Она могла бы и не говорить этого: конечно же, отец ждет его, поскольку прекрасно знает, какое расследование ему поручено. А может, старик-то и замолвил за него словечко перед Шефом. Ничего не попишешь, придется ^давать отчет. Мать осталась за дверьми кабинета, поскольку, по семейным традициям, женщинам не положено присутствовать при обсуждении служебных дел. Вести семью и домашнее хозяйство – обязанность женщины; работа, добывание денег, забота о престиже – дело сугубо мужское. Куяме вдруг вспомнился вечер в американском университете, когда студентам прочли лекцию о японском образе жизни. «Главная сила современной Японии заключается в том, что каждый знает свое место“, – заявил лектор. Бог ты мой, какая разразилась дискуссия! Одни завидовали японцам, так как американцам именно этого и недостает: они потеряли уверенность в себе и не находят своего места в жизни и в обществе. Другие, напротив, порицали его соотечественников, а японскую иерархическую систему и вовсе заклеймили как профашистскую. Девушки же, узнав о роли, отведенной в стране женщинам, резко, чуть ли не злобно напали на Японию. Они с таким жаром отстаивали свою правоту, словно опасались, что и у них того гляди введут восточные обычаи. „Ни за какие блага не вышла бы замуж за японца!“ – подытожила одна из девиц их общее мнение. „Где ты найдешь такого дурака-японца, который бы на тебе женился!“ – мысленно ответил ей Куяма.

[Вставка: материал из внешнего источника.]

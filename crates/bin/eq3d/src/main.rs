//! # eq3d: eQ-3 thermostat console
//!
//! Composition root that wires the BLE adapter to the device engine.
//!
//! ## Responsibilities
//! - Load configuration (config file, env vars)
//! - Initialize logging
//! - Open the host BLE adapter and build the device registry from known
//!   addresses or a scan; thermostats connect on their first command
//! - Read set-points from stdin and apply them to every thermostat
//! - Print a status line on every update and at a fixed interval
//! - Disconnect everything on Ctrl-C or end of input
//!
//! ## Dependency rule
//! This is the **only** crate that depends on all other crates.
//! It is the wiring layer: no protocol logic belongs here.

mod config;
mod console;

use std::sync::Arc;

use tokio::io::{AsyncBufReadExt as _, BufReader};
use tracing_subscriber::EnvFilter;

use eq3_adapter_ble::BtleplugTransport;
use eq3_app::registry::DeviceRegistry;
use eq3_app::session::check_temperature;
use eq3_domain::thermostat::Mode;

use crate::config::Config;

type Registry = DeviceRegistry<BtleplugTransport>;

fn init_tracing(filter: &str) {
    let filter = EnvFilter::try_new(filter).unwrap_or_else(|err| {
        eprintln!("invalid log filter {filter:?} ({err}), falling back to info");
        EnvFilter::new("info")
    });
    tracing_subscriber::fmt()
        .with_env_filter(filter)
        .with_writer(std::io::stderr)
        .init();
}

fn print_status(registry: &Registry) {
    for session in registry {
        println!(
            "{}",
            console::status_line(session.address(), &session.status())
        );
    }
}

/// Switch every thermostat to auto and apply `celsius`.
///
/// An out-of-range set-point is rejected before any device is touched.
/// Failures are logged per device and not retried.
async fn apply_temperature(registry: &Registry, celsius: f32) {
    if let Err(err) = check_temperature(celsius) {
        tracing::warn!(%err, "ignoring input");
        return;
    }
    for session in registry {
        let address = session.address();
        if let Err(err) = session.set_mode(Mode::Auto).await {
            tracing::warn!(%address, error = %err, "failed to switch to auto mode");
            continue;
        }
        if let Err(err) = session.set_temperature(celsius).await {
            tracing::warn!(%address, error = %err, "failed to set temperature");
        }
    }
}

#[tokio::main(flavor = "current_thread")]
async fn main() -> Result<(), Box<dyn std::error::Error>> {
    let config = Config::load()?;
    init_tracing(&config.logging.filter);

    let transport = Arc::new(BtleplugTransport::new(config.ble.clone()).await?);
    let mut disconnections = transport.disconnections().await?;
    let mut registry = DeviceRegistry::new(Arc::clone(&transport));

    if config.devices.addresses.is_empty() {
        let found = registry
            .scan_and_discover(config.ble.scan_duration(), config.ble.active_scan)
            .await?;
        tracing::info!(found, "discovered thermostats");
    } else {
        for address in &config.devices.addresses {
            registry.add_known_device(*address);
        }
    }
    if registry.is_empty() {
        tracing::warn!("no thermostat to drive");
    }

    for session in &registry {
        let weak = Arc::downgrade(session);
        session.set_status_callback(move || {
            if let Some(session) = weak.upgrade() {
                println!(
                    "{}",
                    console::status_line(session.address(), &session.status())
                );
            }
        });
    }

    let mut lines = BufReader::new(tokio::io::stdin()).lines();
    let mut ticker = tokio::time::interval(config.status.interval());

    loop {
        tokio::select! {
            line = lines.next_line() => match line? {
                Some(line) => match console::parse_line(&line) {
                    Ok(Some(celsius)) => apply_temperature(&registry, celsius).await,
                    Ok(None) => {}
                    Err(err) => tracing::warn!(%err, "ignoring input"),
                },
                None => {
                    tracing::info!("end of input");
                    break;
                }
            },
            _ = ticker.tick() => print_status(&registry),
            Some(address) = disconnections.recv() => {
                if !registry.handle_connection_lost(address).await {
                    tracing::debug!(%address, "ignoring disconnect of unmanaged peripheral");
                }
            }
            result = tokio::signal::ctrl_c() => {
                result?;
                tracing::info!("interrupted");
                break;
            }
        }
    }

    registry.disconnect_all().await;
    Ok(())
}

Закрывая за собою дверь отцовского кабинета, он улыбнулся. Если бы знали американцы, что это всего лишь видимость! Когда он отправится на покой и родители останутся одни, отец все расскажет матери и они шепотом долго будут обсуждать его, Куямы, шансы на успех. Точно так же они на равных обсуждают денежные вопросы и служебные дела отца. Куяма лишь в Америке окончательно понял, что у них дома глава семьи – мать, якобы бесправная, безгласная японская женщина. Жизнь – это театр, где матери тоже приходится играть свою роль.

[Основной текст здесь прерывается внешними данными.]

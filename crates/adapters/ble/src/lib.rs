//! # eq3-adapter-ble
//!
//! `btleplug` implementation of the [`Transport`](eq3_app::ports::Transport)
//! port.
//!
//! ## How it works
//!
//! [`BtleplugTransport`] wraps one host Bluetooth adapter. Connections are
//! opened by address; when the host has not seen the address yet, a short
//! scan filtered on the thermostat service runs first. Each subscription
//! spawns a task that forwards the peripheral's notification stream to the
//! callback handed over by the device engine, tagged with a [`BleSource`].
//!
//! Disconnects the host reports on its own are exposed through
//! [`BtleplugTransport::disconnections`] so the caller can reset sessions.
//!
//! ## Dependency rule
//!
//! Same as other adapters: depends on `eq3-app` and `eq3-domain`.

mod config;
mod error;
mod transport;

pub use config::BleConfig;
pub use error::BleError;
pub use transport::{BleConnection, BleSource, BtleplugTransport};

Вернувшись к себе, Куяма удобно расположился на циновке, налил пива и углубился в записи по делу Адзато.
Дэмура отправился домой на такси. В эти вечерние часы в автомобиле можно было добраться быстрей, чем на метро, а Дэмура спешил. Он нервничал, поскольку никогда не приходил домой так поздно, и знал, что жена ждет его к ужину. Надо было бы позвонить ей из дома Адзато. Дэмура мог быть уверен, что жена не скажет ему ни слова упрека, лишь взглянет печально и с укором. У него сжалось сердце, когда он открыл дверь в свою квартиру.

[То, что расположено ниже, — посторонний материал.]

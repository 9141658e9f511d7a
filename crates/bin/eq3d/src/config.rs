//! Configuration loading: TOML file with environment variable overrides.
//!
//! Looks for `eq3d.toml` in the working directory. Every field has a
//! sensible default so the file is optional. Environment variables take
//! precedence over file values.

use std::time::Duration;

use serde::Deserialize;

use eq3_adapter_ble::BleConfig;
use eq3_domain::address::DeviceAddress;
use eq3_domain::error::AddressParseError;

/// Top-level configuration.
#[derive(Debug, Default, Deserialize)]
#[serde(default)]
pub struct Config {
    /// BLE adapter settings.
    pub ble: BleConfig,
    /// Thermostats to drive.
    pub devices: DevicesConfig,
    /// Periodic status report.
    pub status: StatusConfig,
    /// Logging settings.
    pub logging: LoggingConfig,
}

/// Known thermostats.
#[derive(Debug, Default, Deserialize)]
#[serde(default)]
pub struct DevicesConfig {
    /// Addresses to connect to. Empty means discover by scanning.
    pub addresses: Vec<DeviceAddress>,
}

/// Status report configuration.
#[derive(Debug, Deserialize)]
#[serde(default)]
pub struct StatusConfig {
    /// Seconds between two status reports.
    pub interval_secs: u64,
}

/// Logging configuration.
#[derive(Debug, Deserialize)]
#[serde(default)]
pub struct LoggingConfig {
    /// Filter directive (`RUST_LOG` syntax).
    pub filter: String,
}

impl Config {
    /// Load configuration from `eq3d.toml` (if present) then apply
    /// environment-variable overrides.
    ///
    /// # Errors
    ///
    /// Returns an error if the TOML file exists but is malformed, or if an
    /// override or the resulting configuration is invalid.
    pub fn load() -> Result<Self, ConfigError> {
        let mut config = Self::from_file("eq3d.toml")?;
        config.apply_env_overrides()?;
        config.validate()?;
        Ok(config)
    }

    fn from_file(path: &str) -> Result<Self, ConfigError> {
        match std::fs::read_to_string(path) {
            Ok(content) => toml::from_str(&content).map_err(ConfigError::Parse),
            Err(err) if err.kind() == std::io::ErrorKind::NotFound => Ok(Self::default()),
            Err(err) => Err(ConfigError::Io(err)),
        }
    }

    fn apply_env_overrides(&mut self) -> Result<(), ConfigError> {
        if let Ok(val) = std::env::var("EQ3_DEVICES") {
            self.devices.addresses = parse_addresses(&val)?;
        }
        if let Ok(val) = std::env::var("EQ3_STATUS_INTERVAL") {
            if let Ok(secs) = val.parse() {
                self.status.interval_secs = secs;
            }
        }
        if let Ok(val) = std::env::var("EQ3_LOG") {
            self.logging.filter = val;
        }
        if let Ok(val) = std::env::var("RUST_LOG") {
            self.logging.filter = val;
        }
        Ok(())
    }

    fn validate(&self) -> Result<(), ConfigError> {
        if self.status.interval_secs == 0 {
            return Err(ConfigError::Validation(
                "status interval must be non-zero".to_string(),
            ));
        }
        if self.ble.scan_duration_secs == 0 {
            return Err(ConfigError::Validation(
                "scan duration must be non-zero".to_string(),
            ));
        }
        Ok(())
    }
}

impl StatusConfig {
    /// Period of the status report.
    #[must_use]
    pub fn interval(&self) -> Duration {
        Duration::from_secs(self.interval_secs)
    }
}

impl Default for StatusConfig {
    fn default() -> Self {
        Self { interval_secs: 30 }
    }
}

impl Default for LoggingConfig {
    fn default() -> Self {
        Self {
            filter: "eq3d=info,eq3=info".to_string(),
        }
    }
}

/// Parse a comma-separated address list, skipping empty items.
fn parse_addresses(list: &str) -> Result<Vec<DeviceAddress>, ConfigError> {
    list.split(',')
        .map(str::trim)
        .filter(|item| !item.is_empty())
        .map(|item| item.parse().map_err(ConfigError::Address))
        .collect()
}

/// Configuration errors.
#[derive(Debug, thiserror::Error)]
pub enum ConfigError {
    /// TOML parse failure.
    #[error("failed to parse config file")]
    Parse(#[from] toml::de::Error),
    /// File I/O failure.
    #[error("failed to read config file")]
    Io(#[from] std::io::Error),
    /// An address in `EQ3_DEVICES` is malformed.
    #[error("invalid device address")]
    Address(#[source] AddressParseError),
    /// Semantic validation failure.
    #[error("invalid configuration: {0}")]
    Validation(String),
}

#[cfg(test)]
mod tests {
    use super::*;

    #[test]
    fn should_produce_sensible_defaults() {
        let config = Config::default();
        assert!(config.devices.addresses.is_empty());
        assert_eq!(config.status.interval(), Duration::from_secs(30));
        assert_eq!(config.logging.filter, "eq3d=info,eq3=info");
        assert_eq!(config.ble.scan_duration_secs, 5);
    }

    #[test]
    fn should_parse_minimal_toml() {
        let config: Config = toml::from_str("").unwrap();
        assert_eq!(config.status.interval_secs, 30);
    }

    #[test]
    fn should_parse_full_toml() {
        let toml = "
            [ble]
            adapter_index = 1
            scan_duration_secs = 10
            active_scan = false
            connect_scan_secs = 2

            [devices]
            addresses = ['00:1A:22:0E:CB:D4', '00:1a:22:0e:cb:d5']

            [status]
            interval_secs = 60

            [logging]
            filter = 'debug'
        ";
        let config: Config = toml::from_str(toml).unwrap();
        assert_eq!(config.ble.adapter_index, 1);
        assert_eq!(config.ble.scan_duration_secs, 10);
        assert!(!config.ble.active_scan);
        assert_eq!(config.ble.connect_scan_secs, 2);
        assert_eq!(
            config.devices.addresses,
            vec![
                DeviceAddress::new([0x00, 0x1A, 0x22, 0x0E, 0xCB, 0xD4]),
                DeviceAddress::new([0x00, 0x1A, 0x22, 0x0E, 0xCB, 0xD5]),
            ]
        );
        assert_eq!(config.status.interval_secs, 60);
        assert_eq!(config.logging.filter, "debug");
    }

    #[test]
    fn should_parse_partial_toml_with_defaults() {
        let toml = "
            [status]
            interval_secs = 5
        ";
        let config: Config = toml::from_str(toml).unwrap();
        assert_eq!(config.status.interval_secs, 5);
        assert_eq!(config.ble.connect_scan_secs, 5);
        assert_eq!(config.logging.filter, "eq3d=info,eq3=info");
    }

    #[test]
    fn should_reject_malformed_address_in_file() {
        let toml = "
            [devices]
            addresses = ['00:1A:22']
        ";
        let result: Result<Config, _> = toml::from_str(toml);
        assert!(result.is_err());
    }

    #[test]
    fn should_return_default_when_file_not_found() {
        let config = Config::from_file("nonexistent.toml").unwrap();
        assert_eq!(config.status.interval_secs, 30);
    }

    #[test]
    fn should_reject_zero_interval() {
        let mut config = Config::default();
        config.status.interval_secs = 0;
        assert!(config.validate().is_err());
    }

    #[test]
    fn should_reject_zero_scan_duration() {
        let mut config = Config::default();
        config.ble.scan_duration_secs = 0;
        assert!(config.validate().is_err());
    }

    #[test]
    fn should_accept_defaults() {
        assert!(Config::default().validate().is_ok());
    }

    #[test]
    fn should_parse_address_list() {
        let addresses = parse_addresses("00:1A:22:0E:CB:D4, 00:1a:22:0e:cb:d5,").unwrap();
        assert_eq!(addresses.len(), 2);
        assert_eq!(addresses[1].to_string(), "00:1A:22:0E:CB:D5");
    }

    #[test]
    fn should_parse_empty_address_list() {
        assert!(parse_addresses("").unwrap().is_empty());
    }

    #[test]
    fn should_reject_malformed_address_list() {
        let err = parse_addresses("00:1A:22:0E:CB:D4,nope").unwrap_err();
        assert!(matches!(err, ConfigError::Address(_)));
    }
}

Эноеду ужин ждал на столе. За едой он вновь просмотрел свои заметки; завтра их надо будет перепечатать в нескольких экземплярах. Должно же быть документальное подтверждение его работы по заданию центрального отдела расследований. Он сложил в мойку грязную посуду, бережно спрятал в портфель бумаги с записями и лег спать. Жена не промолвила ни слова, и все же Эноеда знал, что она не спит.
Двое в масках внезапно появились из-за ограды. Один из них преградил Адзато дорогу, другой, держась на безопасном расстоянии, зашел с тыла. Адзато взметнулся в прыжке и тотчас же упал как подкошенный. Лишь двое из сидящих в небольшом просмотровом зале успели выхватить из серии молниеносных приемов резкий, как взмах меча, удар ребром ладони. Кадр сменялся кадром, и они видели, как у Адзато вздрагивают мускулы лица, видели его напряженный, внимательный взгляд; теперь оба специалиста были убеждены: актер уже понял, что это не игра, а смертельный поединок. „Боже правый, что ему стоило закричать или убежать, уклониться от схватки!“ – думал Куяма, чувствуя, как его подташнивает от волнения. На пленке было запечатлено подлинное убийство реального человека, и молодой инспектор полиции лишь в эту минуту осознал, что от него требуется не отыскать неизвестное лицо в абстрактной схеме, а поймать вдохновителей этого конкретного злодеяния.